«Ciò che non è stato assunto, non è stato guarito» (Gregorio di Nazianzo). La salvezza non è un manto estrinseco che copre la creatura o un’opera che avviene con una bacchetta magica. Perché questo? Perché la vera salvezza non è solo la liberazione dal peccato, ma è la divinizzazione (Theosis): divenire per partecipazione ciò che Dio è per natura. È entrare nella vita di Dio che è Amore.
Dio non fa la carità, Dio ama. Dio salva ciò che assume, ciò che sposa, ciò che trasforma. Nella Scrittura il Signore è chiamato «fuoco divorante» (Sal 18,9; Eb 12,29). Ciò che viene a contatto reale col fuoco diventa incandescente, si trasforma esso stesso in luce, fuoco e calore. «Dio si è fatto uomo, affinché l’uomo diventasse Dio» (Ireneo di Lione, Atanasio d’Alessandria).
L’incarnazione è in vista della divinizzazione. Un passo di un teologo laico del XIV secolo, Nicolas Cabasilas, mostra come l’opera di Cristo è stata un progressivo abbattimento dei muri che separano Dio e l’uomo:
Giacché gli uomini sono separati da Dio per tre motivi e cioè per la loro natura, per il loro peccato e per la loro morte, il Redentore, eliminando l’uno dopo l’altro gli ostacoli, ha fatto sì che s’incontrino senza impedimento alcuno e si ritrovino senza frapposizioni. Il Redentore ha eliminato il primo ostacolo partecipando alla natura umana, il secondo facendosi uccidere sulla croce e abbatté infine l’ultimo muro quando, risorgendo, ha bandito per sempre la tirannia della morte dalla nostra natura.
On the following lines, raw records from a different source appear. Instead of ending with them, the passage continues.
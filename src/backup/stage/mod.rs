//! Stage implementations, one module per external tool.

pub mod apt;
pub mod duplicity;
pub mod rclone;
pub mod sql;

use crate::backup::result_error::error::Error;
use crate::backup::result_error::result::Result;
use crate::backup::result_error::WithMsg;
use bon::Builder;
use std::path::{Path, PathBuf};
use std::process::Command;
use tracing::info;

pub static MYSQLDUMP: &str = "mysqldump";
pub static APT_CLONE: &str = "apt-clone";
pub static DUPLICITY: &str = "duplicity";
pub static RCLONE: &str = "rclone";

/// Program names of the external tools, one per stage.
///
/// Defaults to the real tools; tests substitute stub programs to drive the
/// pipeline without them installed.
#[derive(Clone, Debug, Builder)]
pub struct Toolchain {
    #[builder(default = MYSQLDUMP.to_string(), into)]
    pub mysqldump: String,
    #[builder(default = APT_CLONE.to_string(), into)]
    pub apt_clone: String,
    #[builder(default = DUPLICITY.to_string(), into)]
    pub duplicity: String,
    #[builder(default = RCLONE.to_string(), into)]
    pub rclone: String,
}

impl Default for Toolchain {
    fn default() -> Self {
        Self::builder().build()
    }
}

/// Runs a prepared command to completion, mapping a failure to spawn or a
/// non-zero exit to an error carrying the tool name.
pub(crate) fn run_tool(cmd: &mut Command, tool: &str) -> Result<()> {
    let status = cmd
        .status()
        .map_err(Error::from)
        .with_msg(format!("could not start {tool}"))?;
    if status.success() {
        Ok(())
    } else {
        Err(Error::ToolFailed {
            tool: tool.to_string(),
            status,
        })
    }
}

/// Creates a stage directory under the backup root; a pre-existing directory
/// is not an error.
pub(crate) fn create_stage_dir(root: &Path, sub_path: &Path) -> Result<PathBuf> {
    let dir = root.join(sub_path);
    if dir.is_dir() {
        info!("{:?}: directory already exists", dir);
    } else {
        std::fs::create_dir_all(&dir)
            .map_err(Error::from)
            .with_msg(format!("could not create stage directory {:?}", dir))?;
    }
    Ok(dir)
}

#[cfg(test)]
mod tests {
    use super::*;
    use tempfile::TempDir;

    #[test]
    fn test_toolchain_defaults() {
        let tools = Toolchain::default();
        assert_eq!(tools.mysqldump, MYSQLDUMP);
        assert_eq!(tools.apt_clone, APT_CLONE);
        assert_eq!(tools.duplicity, DUPLICITY);
        assert_eq!(tools.rclone, RCLONE);
    }

    #[test]
    fn test_run_tool_success() {
        assert!(run_tool(&mut Command::new("true"), "true").is_ok());
    }

    #[test]
    fn test_run_tool_nonzero_exit() {
        let err = run_tool(&mut Command::new("false"), "false").unwrap_err();
        match err {
            Error::ToolFailed { tool, status } => {
                assert_eq!(tool, "false");
                assert!(!status.success());
            }
            other => panic!("Expected ToolFailed, got {other:?}"),
        }
    }

    #[test]
    fn test_run_tool_spawn_failure() {
        let err = run_tool(&mut Command::new("/nonexistent/tool"), "tool").unwrap_err();
        assert!(err.to_string().contains("could not start tool"));
    }

    #[test]
    fn test_create_stage_dir_is_idempotent() {
        let root = TempDir::new().unwrap();

        let dir = create_stage_dir(root.path(), Path::new("sql")).unwrap();
        assert!(dir.is_dir());

        // Second call must not fail
        let again = create_stage_dir(root.path(), Path::new("sql")).unwrap();
        assert_eq!(dir, again);
    }

    #[test]
    fn test_create_stage_dir_blocked_by_file() {
        let root = TempDir::new().unwrap();
        std::fs::write(root.path().join("blocker"), "").unwrap();

        let res = create_stage_dir(root.path(), Path::new("blocker/sub"));
        assert!(res.is_err());
    }
}
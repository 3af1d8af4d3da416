//! Validation functions for configuration values.

use globset::Glob;
use std::path::Path;
use validator::ValidationError;

pub fn validate_glob_patterns(patterns: &Vec<String>) -> Result<(), ValidationError> {
    for pattern in patterns {
        if let Err(e) = Glob::new(pattern) {
            return Err(ValidationError::new("InvalidGlob")
                .with_message(format!("invalid glob pattern {pattern:?}: {e}").into()));
        }
    }

    Ok(())
}

pub fn validate_sub_path<P: AsRef<Path>>(path: P) -> Result<(), ValidationError> {
    if path.as_ref().as_os_str().is_empty() {
        return Err(ValidationError::new("InvalidSubPath")
            .with_message("stage backup_path must not be empty".into()));
    }

    Ok(())
}

pub fn validate_remote_target<S: AsRef<str>>(target: S) -> Result<(), ValidationError> {
    if target.as_ref().is_empty() {
        return Err(ValidationError::new("InvalidRemoteTarget")
            .with_message("rclone backup_path must not be empty".into()));
    }

    Ok(())
}
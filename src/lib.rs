//! # backup_all
//!
//! An unattended, best-effort host backup pipeline built on external tools.
//!
//! ## Stages
//!
//! - **SQL export**: `mysqldump` of all databases, deduplicated against the
//!   previous dump by content hash
//! - **Package snapshot** (optional): `apt-clone` snapshot of the installed
//!   package set
//! - **Archive**: incremental encrypted `duplicity` archive assembled from
//!   declared include/exclude globs and an ordered directive list
//! - **Remote sync**: `rclone` copy of the archive directory to a remote
//!
//! Every stage is isolated: a failing tool is logged and the run continues
//! with the next stage.
//!
//! ## Quick Start
//!
//! ```no_run
//! use backup_all::backup::config::BackupConfig;
//! use backup_all::backup::pipeline;
//! use backup_all::backup::stage::Toolchain;
//!
//! let config = BackupConfig::load("config.json")?;
//! let report = pipeline::run(&config, &Toolchain::default(), false);
//! # Ok::<(), backup_all::backup::result_error::error::Error>(())
//! ```

pub mod backup;
pub mod error;
pub mod result;

pub trait WithMsg<S: Into<String>> {
    fn with_msg(self, msg: S) -> Self;
}
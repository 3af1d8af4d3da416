//! The stage orchestrator.
//!
//! Fixed order: `Init -> ExportDatabase -> [SnapshotPackages] -> BuildArchive
//! -> SyncRemote`. Every stage is isolated: a failure is logged with the
//! stage name and the run continues. Stage outputs travel as explicit values
//! (the archive stage's working directory becomes the sync stage's copy
//! source); the configuration is never mutated.

use crate::backup::config::BackupConfig;
use crate::backup::directive::{self, DirectiveSet, Sign};
use crate::backup::result_error::error::Error;
use crate::backup::result_error::result::Result;
use crate::backup::stage::{self, Toolchain};
use derive_more::Display;
use std::path::PathBuf;
use tracing::{error, info, warn};

#[derive(Clone, Copy, Debug, PartialEq, Eq, Display)]
pub enum Stage {
    #[display("Init")]
    Init,
    #[display("ExportDatabase")]
    ExportDatabase,
    #[display("SnapshotPackages")]
    SnapshotPackages,
    #[display("BuildArchive")]
    BuildArchive,
    #[display("SyncRemote")]
    SyncRemote,
}

/// Result of one stage, recorded so outcomes stay independently observable.
#[derive(Debug, Default)]
pub enum StageOutcome {
    Succeeded,
    Failed(Error),
    #[default]
    Skipped,
}

impl StageOutcome {
    pub fn is_success(&self) -> bool {
        matches!(self, StageOutcome::Succeeded)
    }

    pub fn is_failure(&self) -> bool {
        matches!(self, StageOutcome::Failed(_))
    }

    pub fn is_skipped(&self) -> bool {
        matches!(self, StageOutcome::Skipped)
    }
}

/// One outcome per stage for a single run.
#[derive(Debug, Default)]
pub struct RunReport {
    pub init: StageOutcome,
    pub export: StageOutcome,
    pub snapshot: StageOutcome,
    pub archive: StageOutcome,
    pub sync: StageOutcome,
}

impl RunReport {
    pub fn iter(&self) -> impl Iterator<Item = (Stage, &StageOutcome)> {
        [
            (Stage::Init, &self.init),
            (Stage::ExportDatabase, &self.export),
            (Stage::SnapshotPackages, &self.snapshot),
            (Stage::BuildArchive, &self.archive),
            (Stage::SyncRemote, &self.sync),
        ]
        .into_iter()
    }

    pub fn any_failed(&self) -> bool {
        self.iter().any(|(_, outcome)| outcome.is_failure())
    }
}

/// Creates the backup root; a pre-existing directory is not an error.
fn init_root(config: &BackupConfig) -> Result<()> {
    let root = &config.backup_path;
    if root.is_dir() {
        info!("{:?}: directory already exists", root);
        Ok(())
    } else {
        std::fs::create_dir_all(root).map_err(Error::from)
    }
}

fn record(stage: Stage, result: Result<()>) -> StageOutcome {
    match result {
        Ok(()) => StageOutcome::Succeeded,
        Err(e) => {
            error!("{stage} failed: {e}");
            StageOutcome::Failed(e)
        }
    }
}

/// Runs the whole pipeline once. Never returns an error: stage failures are
/// captured in the report, and only configuration loading (which happens
/// before this function) is fatal.
pub fn run(config: &BackupConfig, tools: &Toolchain, include_apt_clone: bool) -> RunReport {
    let mut report = RunReport::default();

    info!("Initializing backup run under {:?}", config.backup_path);
    report.init = record(Stage::Init, init_root(config));

    // Directive list for the archiver, seeded from the configuration. Stages
    // push their directories at the front, so later stages take precedence.
    let mut directives = DirectiveSet::from(config.duplicity.filelist.clone());

    info!("Export SQL...");
    report.export = record(
        Stage::ExportDatabase,
        stage::create_stage_dir(&config.backup_path, &config.sql.backup_path).and_then(|dir| {
            // The dump directory is part of the archive even when the dump
            // tool later fails; only a missing directory keeps it out.
            directives.push_front(&dir, Sign::Include);
            stage::sql::export(&tools.mysqldump, &config.sql, &dir).map(|outcome| {
                info!("Dump outcome: {:?}", outcome);
            })
        }),
    );

    if include_apt_clone {
        info!("Clone apt...");
        report.snapshot = record(
            Stage::SnapshotPackages,
            stage::create_stage_dir(&config.backup_path, &config.apt.backup_path).and_then(
                |dir| {
                    directives.push_front(&dir, Sign::Include);
                    stage::apt::clone_packages(&tools.apt_clone, &dir)
                },
            ),
        );
    } else {
        info!("Skipping apt clone, not enabled");
    }

    info!("Duplicity...");
    let mut archive_dir: Option<PathBuf> = None;
    report.archive = record(
        Stage::BuildArchive,
        stage::create_stage_dir(&config.backup_path, &config.duplicity.backup_path).and_then(
            |dir| {
                // Record the handoff as soon as the directory exists: the sync
                // stage still copies whatever the archiver managed to write.
                archive_dir = Some(dir.clone());
                let invocation = directive::build(&config.duplicity, &directives);
                stage::duplicity::archive(&tools.duplicity, &invocation, &dir)
            },
        ),
    );

    report.sync = match &archive_dir {
        Some(source) => record(
            Stage::SyncRemote,
            stage::rclone::copy(&tools.rclone, source, &config.rclone.backup_path),
        ),
        None => {
            warn!("Skipping remote sync, no archive directory was recorded");
            StageOutcome::Skipped
        }
    };

    report
}

#[cfg(test)]
mod tests {
    use super::*;
    use crate::backup::config::{AptConfig, DuplicityConfig, RcloneConfig, SqlConfig};
    use std::path::Path;
    use tempfile::TempDir;

    fn test_config(root: &Path) -> BackupConfig {
        BackupConfig::builder()
            .backup_path(root)
            .sql(
                SqlConfig::builder()
                    .username("root")
                    .password("pw")
                    .backup_path("sql")
                    .build(),
            )
            .apt(AptConfig::builder().backup_path("apt").build())
            .duplicity(
                DuplicityConfig::builder()
                    .backup_path("duplicity")
                    .source_path("/")
                    .key("passphrase")
                    .build(),
            )
            .rclone(RcloneConfig::builder().backup_path("remote:backups").build())
            .build()
    }

    fn stub_tools() -> Toolchain {
        Toolchain::builder()
            .mysqldump("true")
            .apt_clone("true")
            .duplicity("true")
            .rclone("true")
            .build()
    }

    #[test]
    fn test_full_run_with_stub_tools() {
        let root = TempDir::new().unwrap();
        let config = test_config(root.path());

        let report = run(&config, &stub_tools(), true);

        for (stage, outcome) in report.iter() {
            assert!(outcome.is_success(), "{stage} was {outcome:?}");
        }
        assert!(root.path().join("sql").is_dir());
        assert!(root.path().join("apt").is_dir());
        assert!(root.path().join("duplicity").is_dir());
        assert!(!report.any_failed());
    }

    #[test]
    fn test_snapshot_skipped_unless_enabled() {
        let root = TempDir::new().unwrap();
        let config = test_config(root.path());

        let report = run(&config, &stub_tools(), false);

        assert!(report.snapshot.is_skipped());
        assert!(!root.path().join("apt").exists());
    }

    #[test]
    fn test_export_failure_does_not_stop_later_stages() {
        let root = TempDir::new().unwrap();
        let config = test_config(root.path());
        let tools = Toolchain::builder()
            .mysqldump("false")
            .apt_clone("true")
            .duplicity("true")
            .rclone("true")
            .build();

        let report = run(&config, &tools, false);

        assert!(report.export.is_failure());
        assert!(report.archive.is_success());
        assert!(report.sync.is_success());
    }

    #[test]
    fn test_sync_runs_even_when_archiver_exits_nonzero() {
        // The handoff is recorded when the archive directory is created, so
        // a failed duplicity run still leaves something to sync.
        let root = TempDir::new().unwrap();
        let config = test_config(root.path());
        let tools = Toolchain::builder()
            .mysqldump("true")
            .apt_clone("true")
            .duplicity("false")
            .rclone("true")
            .build();

        let report = run(&config, &tools, false);

        assert!(report.archive.is_failure());
        assert!(report.sync.is_success());
    }

    #[test]
    fn test_sync_skipped_when_no_handoff_recorded() {
        let root = TempDir::new().unwrap();
        let mut config = test_config(root.path());
        // A file where the archive directory should go makes its creation fail
        std::fs::write(root.path().join("blocker"), "").unwrap();
        config.duplicity.backup_path = "blocker/duplicity".into();

        let report = run(&config, &stub_tools(), false);

        assert!(report.archive.is_failure());
        assert!(report.sync.is_skipped());
    }

    #[test]
    fn test_unstartable_tools_are_isolated() {
        let root = TempDir::new().unwrap();
        let config = test_config(root.path());
        let tools = Toolchain::builder()
            .mysqldump("/nonexistent/mysqldump")
            .apt_clone("/nonexistent/apt-clone")
            .duplicity("/nonexistent/duplicity")
            .rclone("/nonexistent/rclone")
            .build();

        let report = run(&config, &tools, true);

        assert!(report.init.is_success());
        assert!(report.export.is_failure());
        assert!(report.snapshot.is_failure());
        assert!(report.archive.is_failure());
        assert!(report.sync.is_failure());
    }

    #[test]
    fn test_stage_directories_feed_the_directive_set() {
        // Drive the directive accumulation the way the pipeline does and
        // check that later stage directories take precedence.
        let root = TempDir::new().unwrap();
        let config = test_config(root.path());
        let mut directives = DirectiveSet::from(config.duplicity.filelist.clone());
        directives.push_front(root.path().join("sql"), Sign::Include);
        directives.push_front(root.path().join("apt"), Sign::Include);

        let invocation = directive::build(&config.duplicity, &directives);
        let apt_pos = invocation
            .args
            .iter()
            .position(|a| a.ends_with("/apt"))
            .unwrap();
        let sql_pos = invocation
            .args
            .iter()
            .position(|a| a.ends_with("/sql"))
            .unwrap();
        assert!(apt_pos < sql_pos);
    }
}
use crate::backup::result_error::error::Error;
use crate::backup::result_error::WithMsg;

pub type Result<T> = std::result::Result<T, Error>;

impl<R, S: Into<String>> WithMsg<S> for Result<R> {
    fn with_msg(self, msg: S) -> Self {
        self.map_err(|e| e.with_msg(msg))
    }
}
«Cristo è risorto». La morte non è stata l’ultima parola nella vicenda di Gesù di Nazaret. Questo è il fulcro della fede cristiana. Questo è il kerygma pasquale. Una fede che si sofferma solo sulla passione e morte è patetica. «Se noi abbiamo avuto speranza in Cristo soltanto per questa vita, siamo da commiserare più di tutti gli uomini» (1Cor 15,19).
La risurrezione di Gesù è allo stesso tempo un evento metastorico e storico; è oggetto di fede e motivo di fede. Essa è oggetto di fede e contenuto essenziale dell’annuncio cristiano: «Se Cristo non è risorto, vuota allora è la nostra predicazione, vuota anche la vostra fede» (1Cor 15,14).
La risurrezione, però, è anche un evento accaduto nella storia e del quale abbiamo degli elementi di verificabilità. Guardiamo in un primo momento il volto storico e tangibile della risurrezione.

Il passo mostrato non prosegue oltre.